On January 11, Chile was officially invited to join the Organization of Economic Cooperation and Development (OECD). Chile will be the OECD’s 31st member and its first from South America. The OECD is largely made up of the world’s richest and most stable economies and Chile’s invitation to join the club wasn’t always a given.
In the early 1970s, Chile’s economy was a basket case not unlike Haiti’s before last week’s earthquake. Abject poverty, rampant inflation, and high unemployment were the norm. There is no denying that Augusto Pinochet was a detestable tyrant, but he did one thing right after he took control of the country: he turned economic policy over to 10 Chilean economists who had been trained at the University of Chicago in the theories of John Locke and Nobel Prize winning economists F.A. Hayek and Milton Friedman.
The government began selling government-owned businesses, deregulating enterprises, and removing wage and price controls. In 1981, Chile’s social security system was privatized under the direction of Jose Pinera, who was given the Goldwater Award for Liberty in 2003 and is the brother of Chile’s just-elected President Sebastian Pinera. These economic policies set the stage for Chile to become South America’s most vibrant and successful economy.
Chile’s economic experience could be instructive to Arizona policymakers.

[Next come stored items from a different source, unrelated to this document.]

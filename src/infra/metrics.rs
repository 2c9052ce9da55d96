//! Lock-free pipeline counters and run summary
//!
//! NOTE: All atomics use Relaxed ordering intentionally. These are statistical
//! counters only and never drive control flow.

use rustc_hash::FxHashMap;
use std::sync::atomic::{AtomicU64, Ordering};
use std::sync::Mutex;
use std::time::Instant;
use tracing::info;

/// Lock-free metrics collector shared across pipeline stages via `Arc`
pub struct PipelineMetrics {
    started: Instant,
    events_parsed: AtomicU64,
    malformed_events: AtomicU64,
    shots_evaluated: AtomicU64,
    hit_attempts_inferred: AtomicU64,
    stray_shots: AtomicU64,
    degenerate_shots: AtomicU64,
    unresolved_positions: AtomicU64,
    frames_emitted: AtomicU64,
    fetches: AtomicU64,
    fetch_retries: AtomicU64,
    matches_loaded: AtomicU64,
    matches_skipped: AtomicU64,
    matches_failed: AtomicU64,
    /// Failure counts per reason label, only touched on the failure path
    failure_reasons: Mutex<FxHashMap<&'static str, u64>>,
}

impl PipelineMetrics {
    pub fn new() -> Self {
        Self {
            started: Instant::now(),
            events_parsed: AtomicU64::new(0),
            malformed_events: AtomicU64::new(0),
            shots_evaluated: AtomicU64::new(0),
            hit_attempts_inferred: AtomicU64::new(0),
            stray_shots: AtomicU64::new(0),
            degenerate_shots: AtomicU64::new(0),
            unresolved_positions: AtomicU64::new(0),
            frames_emitted: AtomicU64::new(0),
            fetches: AtomicU64::new(0),
            fetch_retries: AtomicU64::new(0),
            matches_loaded: AtomicU64::new(0),
            matches_skipped: AtomicU64::new(0),
            matches_failed: AtomicU64::new(0),
            failure_reasons: Mutex::new(FxHashMap::default()),
        }
    }

    #[inline]
    pub fn record_events_parsed(&self, n: u64) {
        self.events_parsed.fetch_add(n, Ordering::Relaxed);
    }

    #[inline]
    pub fn record_malformed_events(&self, n: u64) {
        self.malformed_events.fetch_add(n, Ordering::Relaxed);
    }

    #[inline]
    pub fn record_shot_evaluated(&self) {
        self.shots_evaluated.fetch_add(1, Ordering::Relaxed);
    }

    #[inline]
    pub fn record_hit_attempt(&self) {
        self.hit_attempts_inferred.fetch_add(1, Ordering::Relaxed);
    }

    #[inline]
    pub fn record_stray_shot(&self) {
        self.stray_shots.fetch_add(1, Ordering::Relaxed);
    }

    #[inline]
    pub fn record_degenerate_shot(&self) {
        self.degenerate_shots.fetch_add(1, Ordering::Relaxed);
    }

    #[inline]
    pub fn record_unresolved_position(&self) {
        self.unresolved_positions.fetch_add(1, Ordering::Relaxed);
    }

    #[inline]
    pub fn record_frames(&self, n: u64) {
        self.frames_emitted.fetch_add(n, Ordering::Relaxed);
    }

    #[inline]
    pub fn record_fetch(&self) {
        self.fetches.fetch_add(1, Ordering::Relaxed);
    }

    #[inline]
    pub fn record_fetch_retry(&self) {
        self.fetch_retries.fetch_add(1, Ordering::Relaxed);
    }

    #[inline]
    pub fn record_match_loaded(&self) {
        self.matches_loaded.fetch_add(1, Ordering::Relaxed);
    }

    #[inline]
    pub fn record_match_skipped(&self) {
        self.matches_skipped.fetch_add(1, Ordering::Relaxed);
    }

    pub fn record_match_failed(&self, reason: &'static str) {
        self.matches_failed.fetch_add(1, Ordering::Relaxed);
        if let Ok(mut reasons) = self.failure_reasons.lock() {
            *reasons.entry(reason).or_insert(0) += 1;
        }
    }

    pub fn matches_failed(&self) -> u64 {
        self.matches_failed.load(Ordering::Relaxed)
    }

    pub fn hit_attempts_inferred(&self) -> u64 {
        self.hit_attempts_inferred.load(Ordering::Relaxed)
    }

    pub fn fetches(&self) -> u64 {
        self.fetches.load(Ordering::Relaxed)
    }

    /// Snapshot of all counters (monotonic, not reset)
    pub fn report(&self) -> MetricsSummary {
        let mut failure_reasons: Vec<(String, u64)> = self
            .failure_reasons
            .lock()
            .map(|r| r.iter().map(|(k, v)| (k.to_string(), *v)).collect())
            .unwrap_or_default();
        failure_reasons.sort();

        MetricsSummary {
            elapsed_secs: self.started.elapsed().as_secs_f64(),
            events_parsed: self.events_parsed.load(Ordering::Relaxed),
            malformed_events: self.malformed_events.load(Ordering::Relaxed),
            shots_evaluated: self.shots_evaluated.load(Ordering::Relaxed),
            hit_attempts_inferred: self.hit_attempts_inferred.load(Ordering::Relaxed),
            stray_shots: self.stray_shots.load(Ordering::Relaxed),
            degenerate_shots: self.degenerate_shots.load(Ordering::Relaxed),
            unresolved_positions: self.unresolved_positions.load(Ordering::Relaxed),
            frames_emitted: self.frames_emitted.load(Ordering::Relaxed),
            fetches: self.fetches.load(Ordering::Relaxed),
            fetch_retries: self.fetch_retries.load(Ordering::Relaxed),
            matches_loaded: self.matches_loaded.load(Ordering::Relaxed),
            matches_skipped: self.matches_skipped.load(Ordering::Relaxed),
            matches_failed: self.matches_failed.load(Ordering::Relaxed),
            failure_reasons,
        }
    }
}

impl Default for PipelineMetrics {
    fn default() -> Self {
        Self::new()
    }
}

#[derive(Debug, Clone)]
pub struct MetricsSummary {
    pub elapsed_secs: f64,
    pub events_parsed: u64,
    pub malformed_events: u64,
    pub shots_evaluated: u64,
    pub hit_attempts_inferred: u64,
    pub stray_shots: u64,
    pub degenerate_shots: u64,
    pub unresolved_positions: u64,
    pub frames_emitted: u64,
    pub fetches: u64,
    pub fetch_retries: u64,
    pub matches_loaded: u64,
    pub matches_skipped: u64,
    pub matches_failed: u64,
    pub failure_reasons: Vec<(String, u64)>,
}

impl MetricsSummary {
    /// Share of evaluated indirect shots that produced a hit attempt
    pub fn inference_rate(&self) -> f64 {
        let indirect = self.hit_attempts_inferred + self.stray_shots;
        if indirect == 0 {
            return 0.0;
        }
        self.hit_attempts_inferred as f64 / indirect as f64
    }

    pub fn log(&self) {
        info!(
            elapsed_secs = format!("{:.1}", self.elapsed_secs),
            events_parsed = %self.events_parsed,
            malformed_events = %self.malformed_events,
            shots_evaluated = %self.shots_evaluated,
            hit_attempts = %self.hit_attempts_inferred,
            stray_shots = %self.stray_shots,
            degenerate_shots = %self.degenerate_shots,
            inference_rate = format!("{:.3}", self.inference_rate()),
            unresolved_positions = %self.unresolved_positions,
            frames = %self.frames_emitted,
            fetches = %self.fetches,
            fetch_retries = %self.fetch_retries,
            matches_loaded = %self.matches_loaded,
            matches_skipped = %self.matches_skipped,
            matches_failed = %self.matches_failed,
            failure_reasons = ?self.failure_reasons,
            "pipeline_metrics"
        );
    }
}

Government-owned enterprises like stadiums and Phoenix’s Sheraton Hotel have become too common. The state still owns huge swaths of land that ought to be sold and put to use creating jobs. The state should also loosen regulations on wages. Arizona has the potential to create the most vibrant economy of any state in the union. We just need to be freed to exercise it.
Byron Schlomach, Ph.D., is the director of the Goldwater Institute's Center for Economic Prosperity.